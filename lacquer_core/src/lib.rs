// Copyright 2026 the Lacquer Authors
// SPDX-License-Identifier: Apache-2.0 OR MIT

//! Platform-independent building blocks for full-screen layer-shell overlays.
//!
//! `lacquer_core` holds everything about an overlay application that does not
//! need a live compositor connection: handle arenas, geometry predicates,
//! error kinds, the input event model, render pacing state machines, shared
//! buffer sizing and pixel conversion, frame statistics, and the screen
//! capture state machine. It is `no_std` compatible (with `alloc`).
//!
//! The Wayland crate drives these types from protocol callbacks:
//!
//! ```text
//!   compositor events ──► EventQueue<Event> ──► Handler::on_event
//!                                 │
//!   configure ──► buffer sizing ──┘
//!
//!   RenderState ──► FramePacer ──► Handler::on_render ──► commit
//!                                                          │
//!   frame callback ──► FramePacer::frame_done ◄────────────┘
//! ```
//!
//! **[`id`]**: Generational handles and the [`Arena`](id::Arena) that owns
//! per-output, per-seat, and per-surface records.
//!
//! **[`geometry`]**: Integer rectangles in the global logical coordinate
//! space with the hit-test predicates used to route shapes to outputs.
//!
//! **[`output`]**: Accumulates partial output geometry reports into a
//! single logical rectangle.
//!
//! **[`error`]**: Bit-set error kinds and the mandatory-service check.
//!
//! **[`event`]**: Input and surface events delivered to the application.
//!
//! **[`queue`]**: Double-buffered event queue that stays writable while
//! being drained.
//!
//! **[`render`]**: Render-state policy and per-surface frame pacing.
//!
//! **[`buffer`]**: Pixel formats, shared buffer sizing, and format
//! conversion for buffer-to-buffer copies.
//!
//! **[`stats`]**: Trimmed-mean frame statistics.
//!
//! **[`capture`]**: Screen capture handshake state machine.
//!
//! **[`cursor`]**: Pointer cursor shapes and their theme names.

#![no_std]
#![cfg_attr(docsrs, feature(doc_auto_cfg))]

extern crate alloc;

pub mod buffer;
pub mod capture;
pub mod cursor;
pub mod error;
pub mod event;
pub mod geometry;
pub mod id;
pub mod output;
pub mod queue;
pub mod render;
pub mod stats;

◆ ◆ ◆ ◆ ◆ ◆ ◆

→ WHAT IS NEEDED
How many of the lines above hold the word "shapes"? Give only that number.

→ OUTPUT FOR THIS TASK
2